Immediately afterward, Hinderas was engaged to play with major orchestras across the nation: the New York Philharmonic, the Cleveland Symphony, the Los Angeles Philharmonic, the Atlanta Symphony, the Chicago Symphony, the San Francisco Symphony, the Pittsburgh Symphony. She found her appearance with the Los Angeles Philharmonic at the Hollywood Bowl particularly satisfying; she explained to the New York Times' Ericson that early in her career a manager had told her, "You know, Natalie, a little colored girl like you can't play in the Hollywood Bowl."

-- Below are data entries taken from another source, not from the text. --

//! # tickheap timer demo driver
//!
//! Starts a timer, schedules a batch of recurring tasks, lets them run,
//! cancels one, then stops and prints the counters.
//!
//! Usage:
//!   tickheap                              # 100 tasks every second for 3s
//!   tickheap --strategy shared_lock       # Use the mutex-guarded engine
//!   tickheap --tasks 10 --interval-ms 250 --run-secs 2
//!   tickheap --config ~/.tickheap/config.toml -v

use std::path::Path;
use std::time::Duration;

use anyhow::Result;
use clap::Parser;
use tickheap_core::{Strategy, TickheapConfig};
use tickheap_scheduler::{Callback, TaskId, Timer, clamp_interval, timer_from_config};
use tracing_subscriber::EnvFilter;

#[derive(Parser)]
#[command(name = "tickheap", version, about = "⏰ tickheap, a heap-ordered software timer demo")]
struct Cli {
    /// Config file (defaults to ~/.tickheap/config.toml when present)
    #[arg(short, long)]
    config: Option<String>,

    /// Engine strategy: serialized or shared_lock
    #[arg(long)]
    strategy: Option<Strategy>,

    /// Tick granularity in milliseconds
    #[arg(long)]
    tick_ms: Option<u64>,

    /// Number of recurring tasks to schedule
    #[arg(long, default_value = "100")]
    tasks: u32,

    /// Interval between runs; negative values clamp to zero
    #[arg(long, default_value = "1000", allow_hyphen_values = true)]
    interval_ms: i64,

    /// How long to let the timer run before stopping
    #[arg(long, default_value = "3")]
    run_secs: u64,

    /// Task id to cancel before stopping
    #[arg(long, default_value = "10")]
    remove: u64,

    /// Verbose logging
    #[arg(short, long)]
    verbose: bool,
}

fn expand_path(p: &str) -> String {
    shellexpand::tilde(p).to_string()
}

#[tokio::main]
async fn main() -> Result<()> {
    let cli = Cli::parse();

    let mut config = match &cli.config {
        Some(path) => TickheapConfig::load_from(Path::new(&expand_path(path)))?,
        None => TickheapConfig::load()?,
    };
    if let Some(strategy) = cli.strategy {
        config.timer.strategy = strategy;
    }
    if let Some(tick_ms) = cli.tick_ms {
        config.timer.tick_interval_ms = tick_ms;
    }
    config.validate()?;

    // Initialize logging
    let filter = if cli.verbose {
        "tickheap=debug,tickheap_scheduler=debug".to_string()
    } else {
        config.log_filter.clone()
    };
    tracing_subscriber::fmt()
        .with_env_filter(EnvFilter::try_from_default_env().unwrap_or_else(|_| EnvFilter::new(filter)))
        .with_target(false)
        .init();

    let timer = timer_from_config(&config.timer)?;
    timer.start().await?;

    let interval = clamp_interval(chrono::TimeDelta::milliseconds(cli.interval_ms));
    for i in 0..cli.tasks {
        let id = timer
            .add(
                Callback::blocking(move || tracing::info!("🔔 Task #{i} fired")),
                interval,
                false,
            )
            .await?;
        tracing::debug!("timerId={id}");
    }

    tokio::time::sleep(Duration::from_secs(cli.run_secs)).await;
    print_stats(timer.as_ref())?;

    let target = TaskId::new(cli.remove);
    if timer.remove(target).await? {
        tracing::info!("🗑️ Cancelled {target}");
    } else {
        tracing::info!("No pending task {target}");
    }

    timer.stop().await?;
    print_stats(timer.as_ref())?;
    Ok(())
}

fn print_stats(timer: &dyn Timer) -> Result<()> {
    println!("{}", serde_json::to_string_pretty(&timer.stats())?);
    Ok(())
}
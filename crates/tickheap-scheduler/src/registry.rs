//! Task Registry: the arena that owns every pending task, keyed by id.
//!
//! The priority store only holds ids, so a due-time change made here is the
//! one both sides see. The registry also publishes its size through a shared
//! gauge so callers can read the pending count without taking the engine's
//! lock or sending it a command.

use std::collections::HashMap;
use std::sync::Arc;
use std::sync::atomic::{AtomicUsize, Ordering};

use crate::tasks::{Task, TaskId};

pub struct TaskRegistry {
    tasks: HashMap<TaskId, Task>,
    pending: Arc<AtomicUsize>,
}

impl TaskRegistry {
    pub fn new() -> Self {
        Self {
            tasks: HashMap::new(),
            pending: Arc::new(AtomicUsize::new(0)),
        }
    }

    /// A reader for the registry size that outlives borrows of the registry.
    pub fn gauge(&self) -> Arc<AtomicUsize> {
        Arc::clone(&self.pending)
    }

    pub fn insert(&mut self, task: Task) {
        self.tasks.insert(task.id, task);
        self.publish();
    }

    pub fn get(&self, id: TaskId) -> Option<&Task> {
        self.tasks.get(&id)
    }

    pub fn get_mut(&mut self, id: TaskId) -> Option<&mut Task> {
        self.tasks.get_mut(&id)
    }

    pub fn remove(&mut self, id: TaskId) -> Option<Task> {
        let removed = self.tasks.remove(&id);
        self.publish();
        removed
    }

    pub fn contains(&self, id: TaskId) -> bool {
        self.tasks.contains_key(&id)
    }

    pub fn len(&self) -> usize {
        self.tasks.len()
    }

    pub fn is_empty(&self) -> bool {
        self.tasks.is_empty()
    }

    /// Drop every task, returning how many were discarded.
    pub fn clear(&mut self) -> usize {
        let discarded = self.tasks.len();
        self.tasks.clear();
        self.publish();
        discarded
    }

    fn publish(&self) {
        self.pending.store(self.tasks.len(), Ordering::Release);
    }
}

impl Default for TaskRegistry {
    fn default() -> Self {
        Self::new()
    }
}
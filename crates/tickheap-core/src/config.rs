//! tickheap configuration system.

use serde::{Deserialize, Serialize};
use std::path::{Path, PathBuf};
use std::time::Duration;

use crate::error::{Result, TickheapError};

/// Root configuration.
#[derive(Debug, Clone, Serialize, Deserialize)]
pub struct TickheapConfig {
    #[serde(default)]
    pub timer: TimerConfig,
    /// `tracing-subscriber` filter used when `RUST_LOG` is unset.
    #[serde(default = "default_log_filter")]
    pub log_filter: String,
}

fn default_log_filter() -> String { "info".into() }

impl Default for TickheapConfig {
    fn default() -> Self {
        Self {
            timer: TimerConfig::default(),
            log_filter: default_log_filter(),
        }
    }
}

impl TickheapConfig {
    /// Load config from the default path (~/.tickheap/config.toml).
    pub fn load() -> Result<Self> {
        let path = Self::default_path();
        if path.exists() {
            Self::load_from(&path)
        } else {
            Ok(Self::default())
        }
    }

    /// Load config from a specific path.
    pub fn load_from(path: &Path) -> Result<Self> {
        let content = std::fs::read_to_string(path)?;
        Self::parse(&content)
    }

    /// Parse config from TOML text and validate it.
    pub fn parse(content: &str) -> Result<Self> {
        let config: Self = toml::from_str(content)
            .map_err(|e| TickheapError::Config(format!("Failed to parse config: {e}")))?;
        config.validate()?;
        Ok(config)
    }

    /// Reject values the engines cannot run with.
    pub fn validate(&self) -> Result<()> {
        self.timer.validate()
    }

    /// Get the default config path.
    pub fn default_path() -> PathBuf {
        dirs::home_dir()
            .unwrap_or_else(|| PathBuf::from("."))
            .join(".tickheap")
            .join("config.toml")
    }
}

/// Which concurrency strategy drives the scheduling core.
#[derive(Debug, Clone, Copy, Default, PartialEq, Eq, Serialize, Deserialize)]
#[serde(rename_all = "snake_case")]
pub enum Strategy {
    /// One owner loop consumes every mutation from a command channel.
    #[default]
    Serialized,
    /// Callers mutate the task set directly under a mutex.
    SharedLock,
}

impl std::fmt::Display for Strategy {
    fn fmt(&self, f: &mut std::fmt::Formatter<'_>) -> std::fmt::Result {
        match self {
            Strategy::Serialized => write!(f, "serialized"),
            Strategy::SharedLock => write!(f, "shared_lock"),
        }
    }
}

impl std::str::FromStr for Strategy {
    type Err = TickheapError;

    fn from_str(s: &str) -> Result<Self> {
        match s {
            "serialized" => Ok(Strategy::Serialized),
            "shared_lock" | "shared-lock" | "lock" => Ok(Strategy::SharedLock),
            other => Err(TickheapError::Config(format!("Unknown strategy: {other}"))),
        }
    }
}

/// Timer engine configuration.
#[derive(Debug, Clone, Serialize, Deserialize)]
pub struct TimerConfig {
    /// Polling granularity of the tick loop.
    #[serde(default = "default_tick_interval_ms")]
    pub tick_interval_ms: u64,
    #[serde(default)]
    pub strategy: Strategy,
    /// Initial capacity of the priority store.
    #[serde(default = "default_heap_capacity")]
    pub heap_capacity: usize,
}

fn default_tick_interval_ms() -> u64 { 100 }
fn default_heap_capacity() -> usize { 4 }

impl Default for TimerConfig {
    fn default() -> Self {
        Self {
            tick_interval_ms: default_tick_interval_ms(),
            strategy: Strategy::default(),
            heap_capacity: default_heap_capacity(),
        }
    }
}

impl TimerConfig {
    pub fn tick_interval(&self) -> Duration {
        Duration::from_millis(self.tick_interval_ms)
    }

    pub fn validate(&self) -> Result<()> {
        if self.tick_interval_ms == 0 {
            return Err(TickheapError::Config(
                "timer.tick_interval_ms must be greater than zero".into(),
            ));
        }
        Ok(())
    }
}

#[cfg(test)]
mod tests {
    use super::*;

    #[test]
    fn test_defaults() {
        let config = TickheapConfig::default();
        assert_eq!(config.timer.tick_interval(), Duration::from_millis(100));
        assert_eq!(config.timer.strategy, Strategy::Serialized);
        assert_eq!(config.timer.heap_capacity, 4);
        assert_eq!(config.log_filter, "info");
    }

    #[test]
    fn test_parse_partial() {
        let config = TickheapConfig::parse(
            r#"
            [timer]
            strategy = "shared_lock"
            tick_interval_ms = 10
            "#,
        )
        .unwrap();
        assert_eq!(config.timer.strategy, Strategy::SharedLock);
        assert_eq!(config.timer.tick_interval_ms, 10);
        assert_eq!(config.timer.heap_capacity, 4);
    }

    #[test]
    fn test_zero_tick_rejected() {
        let err = TickheapConfig::parse("[timer]\ntick_interval_ms = 0\n").unwrap_err();
        assert!(matches!(err, TickheapError::Config(_)));
    }

    #[test]
    fn test_load_from_missing_file() {
        let path = std::env::temp_dir().join("tickheap-test-missing").join("config.toml");
        let err = TickheapConfig::load_from(&path).unwrap_err();
        assert!(matches!(err, TickheapError::Io(_)), "{err}");
    }

    #[test]
    fn test_strategy_from_str() {
        assert_eq!("serialized".parse::<Strategy>().unwrap(), Strategy::Serialized);
        assert_eq!("shared-lock".parse::<Strategy>().unwrap(), Strategy::SharedLock);
        assert!("actor".parse::<Strategy>().is_err());
    }
}
//! # tickheap core
//!
//! Configuration and error types shared by the scheduler crate and the demo binary.

pub mod config;
pub mod error;

pub use config::{Strategy, TickheapConfig, TimerConfig};
pub use error::{Result, TickheapError};
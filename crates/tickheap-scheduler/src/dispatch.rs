//! Dispatcher: launches each due callback as an independent tokio task.
//!
//! Dispatch is fire-and-forget: the tick loop never waits for a callback.
//! Counters are atomics so completion contexts and readers need no lock,
//! and `wait_idle` gives `stop` its join point.

use std::any::Any;
use std::panic::AssertUnwindSafe;
use std::sync::Arc;
use std::sync::atomic::{AtomicU64, Ordering};

use futures::FutureExt;
use tokio::sync::Notify;

use crate::tasks::{Callback, TaskId};

#[derive(Default)]
struct Counters {
    running: AtomicU64,
    finished: AtomicU64,
    failed: AtomicU64,
    idle: Notify,
}

impl Counters {
    fn finish(&self) {
        self.finished.fetch_add(1, Ordering::AcqRel);
        if self.running.fetch_sub(1, Ordering::AcqRel) == 1 {
            self.idle.notify_waiters();
        }
    }
}

/// Cloneable handle; clones share the same counters.
#[derive(Clone, Default)]
pub struct Dispatcher {
    counters: Arc<Counters>,
}

impl Dispatcher {
    pub fn new() -> Self {
        Self::default()
    }

    /// Launch `callback` without waiting for it.
    ///
    /// A panicking callback is caught and counted in both `failed_count` and
    /// `finish_count`.
    pub fn dispatch(&self, id: TaskId, callback: Callback) {
        // Counted before the spawn so `wait_idle` cannot miss this callback.
        self.counters.running.fetch_add(1, Ordering::AcqRel);
        let counters = Arc::clone(&self.counters);
        tracing::debug!("🚀 Dispatching {id}");
        tokio::spawn(async move {
            if let Err(reason) = run(callback).await {
                counters.failed.fetch_add(1, Ordering::AcqRel);
                tracing::warn!("⚠️ Callback for {id} failed: {reason}");
            }
            counters.finish();
        });
    }

    /// Resolve once no callback is running.
    pub async fn wait_idle(&self) {
        loop {
            let notified = self.counters.idle.notified();
            tokio::pin!(notified);
            notified.as_mut().enable();
            if self.running_count() == 0 {
                return;
            }
            notified.await;
        }
    }

    pub fn running_count(&self) -> u64 {
        self.counters.running.load(Ordering::Acquire)
    }

    pub fn finish_count(&self) -> u64 {
        self.counters.finished.load(Ordering::Acquire)
    }

    pub fn failed_count(&self) -> u64 {
        self.counters.failed.load(Ordering::Acquire)
    }
}

async fn run(callback: Callback) -> Result<(), String> {
    match callback {
        Callback::Blocking(f) => tokio::task::spawn_blocking(move || f())
            .await
            .map_err(|e| e.to_string()),
        Callback::Future(f) => AssertUnwindSafe(async move { f().await })
            .catch_unwind()
            .await
            .map_err(|payload| panic_message(payload.as_ref())),
    }
}

fn panic_message(payload: &(dyn Any + Send)) -> String {
    if let Some(msg) = payload.downcast_ref::<&str>() {
        format!("panicked: {msg}")
    } else if let Some(msg) = payload.downcast_ref::<String>() {
        format!("panicked: {msg}")
    } else {
        "panicked".to_string()
    }
}
//! Task definitions: the core data model for scheduled work.

use std::fmt;
use std::future::Future;
use std::sync::Arc;
use std::sync::atomic::{AtomicU64, Ordering};
use std::time::Duration;

use futures::future::BoxFuture;
use serde::{Deserialize, Serialize};
use tokio::time::Instant;

/// Opaque task identifier handed back by `add`.
#[derive(Debug, Clone, Copy, PartialEq, Eq, Hash, PartialOrd, Ord, Serialize, Deserialize)]
#[serde(transparent)]
pub struct TaskId(u64);

impl TaskId {
    pub fn new(raw: u64) -> Self {
        Self(raw)
    }

    pub fn get(self) -> u64 {
        self.0
    }
}

impl fmt::Display for TaskId {
    fn fmt(&self, f: &mut fmt::Formatter<'_>) -> fmt::Result {
        write!(f, "task-{}", self.0)
    }
}

/// Per-engine id source. Ids start at 1, increase monotonically and are never reused.
#[derive(Debug, Default)]
pub struct IdGenerator {
    last: AtomicU64,
}

impl IdGenerator {
    pub fn new() -> Self {
        Self::default()
    }

    pub fn next_id(&self) -> TaskId {
        TaskId(self.last.fetch_add(1, Ordering::Relaxed) + 1)
    }
}

/// The unit of work a task runs. Zero arguments, no return value.
#[derive(Clone)]
pub enum Callback {
    /// Synchronous closure, run on tokio's blocking pool.
    Blocking(Arc<dyn Fn() + Send + Sync>),
    /// Closure producing a future, run as its own async task.
    Future(Arc<dyn Fn() -> BoxFuture<'static, ()> + Send + Sync>),
}

impl Callback {
    pub fn blocking<F>(f: F) -> Self
    where
        F: Fn() + Send + Sync + 'static,
    {
        Callback::Blocking(Arc::new(f))
    }

    pub fn future<F, Fut>(f: F) -> Self
    where
        F: Fn() -> Fut + Send + Sync + 'static,
        Fut: Future<Output = ()> + Send + 'static,
    {
        Callback::Future(Arc::new(move || -> BoxFuture<'static, ()> { Box::pin(f()) }))
    }
}

impl fmt::Debug for Callback {
    fn fmt(&self, f: &mut fmt::Formatter<'_>) -> fmt::Result {
        match self {
            Callback::Blocking(_) => f.write_str("Callback::Blocking(..)"),
            Callback::Future(_) => f.write_str("Callback::Future(..)"),
        }
    }
}

/// A scheduled task.
#[derive(Debug, Clone)]
pub struct Task {
    pub id: TaskId,
    pub callback: Callback,
    /// Time between runs; also the delay before the first run.
    pub interval: Duration,
    /// Dispatch exactly once, then discard.
    pub once: bool,
    /// When the task next becomes eligible for dispatch.
    pub due: Instant,
}

impl Task {
    /// Create a task whose first run is one `interval` after `now`.
    pub fn new(id: TaskId, callback: Callback, interval: Duration, once: bool, now: Instant) -> Self {
        Self {
            id,
            callback,
            interval,
            once,
            due: due_after(now, interval),
        }
    }

    pub fn is_due(&self, now: Instant) -> bool {
        self.due <= now
    }

    /// Move the due time one interval past `now`.
    pub fn reschedule(&mut self, now: Instant) {
        self.due = due_after(now, self.interval);
    }
}

// Intervals too large to represent saturate at roughly thirty years out.
fn due_after(now: Instant, interval: Duration) -> Instant {
    now.checked_add(interval)
        .unwrap_or_else(|| now + Duration::from_secs(30 * 365 * 24 * 3600))
}

/// Convert a signed delta into an interval; negative deltas clamp to zero.
pub fn clamp_interval(delta: chrono::TimeDelta) -> Duration {
    delta.to_std().unwrap_or(Duration::ZERO)
}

Again, an artist of lesser character might have been content to sit and accept the laurels. But Hinderas remained committed to developing the public's recognition and appreciation of classical music. She believed a greater understanding could be achieved through the media, specifically television. "It is time we change the total direction of classical music in this country and got support from the public media," she declared to High Fidelity/Musical America contributor Fleming. "Watergate has proved that we are directed by public relations techniques. The major TV networks are molding our minds and they have the responsibility to further the arts. You can lead people into anything if you know how to."

The music Hinderas created was large and physically exuberant, but it took the world almost 20 years to notice it. She fought for and gained recognition and respect not only for herself as a performer, but also for the contributions of black musicians and composers to the world of classical music, a world where color is only a shading of a note. "To begin with, of course, she is a pianist," began Fleming's 1973 profile of Hinderas. In a more color-blind society, this would have been the initial standard by which Hinderas was measured.